Was that 30 kilometers from the start or 30 kilometers to the finish? When we saw that the next sign was 29k we started trying to hitch a ride from the ambulance that was bringing up the rear. They weren't particularly keen on taking us to the 10k point, so we once again stuck our thumbs out.
Would you stop for these people?:
A truck carrying empty milk crates took us part of the way
Me and Aidan enjoying the breeze:George The Bathing Beauty:
and our next ride was a van with empty paint thinner cans in the back. Not exactly the best smell when you already have a touch of nausea. We asked the driver to take us to the 10k sign, but it took him about 1k to actually stop -- probably because he had been smelling paint thinner for the better part of the morning -- and he dropped us off at the 9k mark. We were finally in the race two hours, two cab rides, and two hitched rides after we had set off from Amman.
So, with our fourth wind we joined the ranks of runners and jogged our way to the Dead Sea, climbing gear clanking merrily away. It was such a blast, despite the fact that I was sweating profusely under my climbing helmet. I couldn't complain though because there were Muslim women running in long sleeve shirts, trousers, and head scarves. Talk about hardcore!
People loved us. Other runners laughed or gave us a weary thumbs up, passing drivers honked and waved, and, at one point, a car screeched to a halt in front of us and a man with an excessively big camera jumped out of the passenger side and started snapping pictures. We felt a bit like celebrities while running, but were unprepared for the onslaught of attention once we actually crossed the finish line.
Everyone wanted to talk to us and take photos with us. We even met a fellow who was living in Syria that was friends with the head of the climbing club in Damascus, our next destination.
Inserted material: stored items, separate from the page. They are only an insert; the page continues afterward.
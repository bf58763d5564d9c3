mod config;
pub mod database;

pub use config::{Config, GoalConfig, NotificationsConfig};
pub use database::{Database, RECORD_KEY};

use std::path::PathBuf;

use crate::error::{ConfigError, Result};

/// Returns the data directory, creating it if needed.
///
/// `SP5_DATA_DIR` wins when set. Otherwise `~/.config/sp5[-dev]/`, with
/// `SP5_ENV=dev` selecting the development directory.
///
/// # Errors
/// Returns an error if creating the directory fails.
pub fn data_dir() -> Result<PathBuf> {
    let dir = match std::env::var_os("SP5_DATA_DIR") {
        Some(explicit) => PathBuf::from(explicit),
        None => {
            let base_dir = dirs::home_dir()
                .unwrap_or_else(|| PathBuf::from("."))
                .join(".config");
            let env = std::env::var("SP5_ENV").unwrap_or_else(|_| "production".to_string());
            if env == "dev" {
                base_dir.join("sp5-dev")
            } else {
                base_dir.join("sp5")
            }
        }
    };

    std::fs::create_dir_all(&dir).map_err(|e| ConfigError::DataDir {
        path: dir.clone(),
        message: e.to_string(),
    })?;
    Ok(dir)
}
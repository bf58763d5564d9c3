//! The background driver.
//!
//! Owns the record store, the alarm scheduler, the presenter and the clock.
//! Each entry point handles one event to completion: load the record, run
//! the pure transition, save, carry out the effects, refresh the badge.
//! `&mut self` on every entry point keeps events strictly sequential.
//!
//! The record is saved before any alarm or notification is touched, so a
//! storage failure leaves both the stored record and the alarms as they
//! were.

use serde::Serialize;
use tracing::{debug, error, info, warn};

use super::traits::{AlarmScheduler, Presenter, RecordStore};
use crate::alarm::{Alarm, AlarmName};
use crate::badge::{self, Badge, Refresh};
use crate::clock::Clock;
use crate::error::Result;
use crate::events::{Command, Message, Response};
use crate::timer::{self, Context, Effect, Event, TimerRecord, DEFAULT_DAILY_GOAL};
use crate::view::PopupView;

/// Upper bound on wake-ups fired by one catch-up pass.
const MAX_CATCH_UP: usize = 16;

#[derive(Debug, Clone, Copy, PartialEq, Eq)]
pub struct Settings {
    /// Goal written into the record on install.
    pub daily_goal: u32,
    pub notifications: bool,
}

impl Default for Settings {
    fn default() -> Self {
        Self {
            daily_goal: DEFAULT_DAILY_GOAL,
            notifications: true,
        }
    }
}

/// Everything a front end needs to draw the current state.
#[derive(Debug, Clone, Serialize)]
pub struct Snapshot {
    pub record: TimerRecord,
    pub deadline_ms: Option<u64>,
    pub badge: Badge,
    pub view: PopupView,
    pub alarms: Vec<Alarm>,
}

pub struct Background<S, A, P, C> {
    store: S,
    alarms: A,
    presenter: P,
    clock: C,
    settings: Settings,
}
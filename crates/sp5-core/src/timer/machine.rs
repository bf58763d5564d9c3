//! SP-5 state machine.
//!
//! A pure function from `(record, event, context)` to the next record plus
//! the side effects the caller must carry out. Nothing here touches storage,
//! alarms or the system clock.
//!
//! ## State Transitions
//!
//! ```text
//! Initial --main--> Work --wake/skip_cycle--> Break --wake/skip--> Initial
//!                    |  ^                       |  ^
//!                  main main                  main main
//!                    v  |                       v  |
//!                  Paused(work)              Paused(break)
//!
//! any --end_day / new day--> Initial (counter zeroed)
//! ```

use chrono::NaiveDate;

use super::notification::Notification;
use super::record::{ActivePhase, TimerRecord, TimerState};
use crate::alarm::AlarmName;
use crate::events::Command;

pub const WORK_MINUTES: u64 = 45;
pub const BREAK_MINUTES: u64 = 15;
pub const WORK_MS: u64 = WORK_MINUTES * 60 * 1000;
pub const BREAK_MS: u64 = BREAK_MINUTES * 60 * 1000;

/// Input to the state machine.
#[derive(Debug, Clone, Copy, PartialEq, Eq)]
pub enum Event {
    Command(Command),
    /// The phase timer fired.
    WakeUp,
}

impl From<Command> for Event {
    fn from(command: Command) -> Self {
        Event::Command(command)
    }
}

/// What the state machine may observe about the outside world.
#[derive(Debug, Clone, Copy, PartialEq, Eq)]
pub struct Context {
    pub now_ms: u64,
    pub today: NaiveDate,
    /// When the pending phase timer fires, if one is scheduled.
    pub deadline_ms: Option<u64>,
}

/// Side effect requested by a transition, executed in order by the driver.
#[derive(Debug, Clone, PartialEq, Eq)]
pub enum Effect {
    Schedule { alarm: AlarmName, at_ms: u64 },
    Cancel(AlarmName),
    CancelAll,
    Notify(Notification),
}

#[derive(Debug, Clone, PartialEq, Eq)]
pub struct Transition {
    pub record: TimerRecord,
    pub effects: Vec<Effect>,
}

impl Transition {
    fn unchanged(record: &TimerRecord) -> Self {
        Self {
            record: record.clone(),
            effects: Vec::new(),
        }
    }

    /// Whether the event left the record and the outside world untouched.
    pub fn is_noop(&self, before: &TimerRecord) -> bool {
        self.effects.is_empty() && self.record == *before
    }
}

pub fn transition(record: &TimerRecord, event: Event, ctx: &Context) -> Transition {
    match event {
        Event::Command(Command::EndDay) => end_day(record),
        Event::Command(Command::CheckDate) => check_date(record, ctx),
        Event::Command(Command::AddSp) => add_sp(record),
        Event::Command(Command::MainAction) => main_action(record, ctx),
        Event::Command(Command::SkipCycle) => match record.state {
            TimerState::Work => finish_work(record, ctx, true),
            TimerState::Break => finish_break(record, true),
            _ => Transition::unchanged(record),
        },
        Event::Command(Command::SkipBreak) => match record.state {
            TimerState::Break => finish_break(record, true),
            _ => Transition::unchanged(record),
        },
        Event::WakeUp => match record.state {
            TimerState::Work => finish_work(record, ctx, false),
            TimerState::Break => finish_break(record, false),
            // Stale wake-up: nothing is running, only drop the alarm.
            _ => Transition {
                record: record.clone(),
                effects: vec![Effect::Cancel(AlarmName::PhaseTimer)],
            },
        },
    }
}

fn main_action(record: &TimerRecord, ctx: &Context) -> Transition {
    let mut next = record.clone();
    let effects = match record.state {
        TimerState::Initial => {
            next.state = TimerState::Work;
            vec![Effect::Schedule {
                alarm: AlarmName::PhaseTimer,
                at_ms: ctx.now_ms.saturating_add(WORK_MS),
            }]
        }
        TimerState::Work | TimerState::Break => {
            let Some(deadline) = ctx.deadline_ms else {
                // No wake-up to measure against; leave the phase running.
                return Transition::unchanged(record);
            };
            let previous = match record.state {
                TimerState::Work => ActivePhase::Work,
                _ => ActivePhase::Break,
            };
            next.state = TimerState::Paused {
                remaining_ms: deadline.saturating_sub(ctx.now_ms),
                previous,
            };
            vec![Effect::Cancel(AlarmName::PhaseTimer)]
        }
        TimerState::Paused {
            remaining_ms,
            previous,
        } => {
            next.state = previous.into();
            vec![Effect::Schedule {
                alarm: AlarmName::PhaseTimer,
                at_ms: ctx.now_ms.saturating_add(remaining_ms),
            }]
        }
    };
    Transition {
        record: next,
        effects,
    }
}

fn finish_work(record: &TimerRecord, ctx: &Context, skipped: bool) -> Transition {
    let mut next = record.clone();
    next.sp_count = record.sp_count.saturating_add(1);
    next.state = TimerState::Break;
    let notification = if skipped {
        Notification::work_skip(next.sp_count, next.daily_goal)
    } else {
        Notification::work_end(next.sp_count, next.daily_goal)
    };
    Transition {
        record: next,
        effects: vec![
            Effect::Schedule {
                alarm: AlarmName::PhaseTimer,
                at_ms: ctx.now_ms.saturating_add(BREAK_MS),
            },
            Effect::Notify(notification),
        ],
    }
}

fn finish_break(record: &TimerRecord, skipped: bool) -> Transition {
    let mut next = record.clone();
    next.state = TimerState::Initial;
    let notification = if skipped {
        Notification::break_skip()
    } else {
        Notification::break_end()
    };
    Transition {
        record: next,
        effects: vec![
            Effect::Cancel(AlarmName::PhaseTimer),
            Effect::Notify(notification),
        ],
    }
}

fn end_day(record: &TimerRecord) -> Transition {
    let mut next = record.clone();
    next.state = TimerState::Initial;
    next.sp_count = 0;
    Transition {
        record: next,
        effects: vec![Effect::CancelAll],
    }
}

fn check_date(record: &TimerRecord, ctx: &Context) -> Transition {
    if record.last_reset_date == ctx.today {
        return Transition::unchanged(record);
    }
    let mut reset = end_day(record);
    reset.record.last_reset_date = ctx.today;
    reset
}

fn add_sp(record: &TimerRecord) -> Transition {
    let mut next = record.clone();
    if next.sp_count < next.daily_goal {
        next.sp_count += 1;
    }
    Transition {
        record: next,
        effects: Vec::new(),
    }
}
If the race itself wasn't fun enough, the party at the finish line was, by far, the best post-race party I've ever seen (and I've seen a lot). It was in an open air complex with two swimming pools on the shore of the Dead Sea and was absolutely jammed with local runners and their friends and families. People were dancing on the dance floor, splashing around in the pools or in the Dead Sea (I jumped in, as well),
Pool party!:
drinking and eating great food, and just having a good time. It was a completely different scene from our first Dead Sea hoodlum experience and we spent the entire afternoon there. One bus and a claustrophobic car ride (8 of us in a car smaller than a Mini Cooper) later from a couple we had met at the party, and we were back at our hostel.
George and I struggle to get out of the car with legs that had long ago fallen asleep:
Definitely another lifetime highlight day!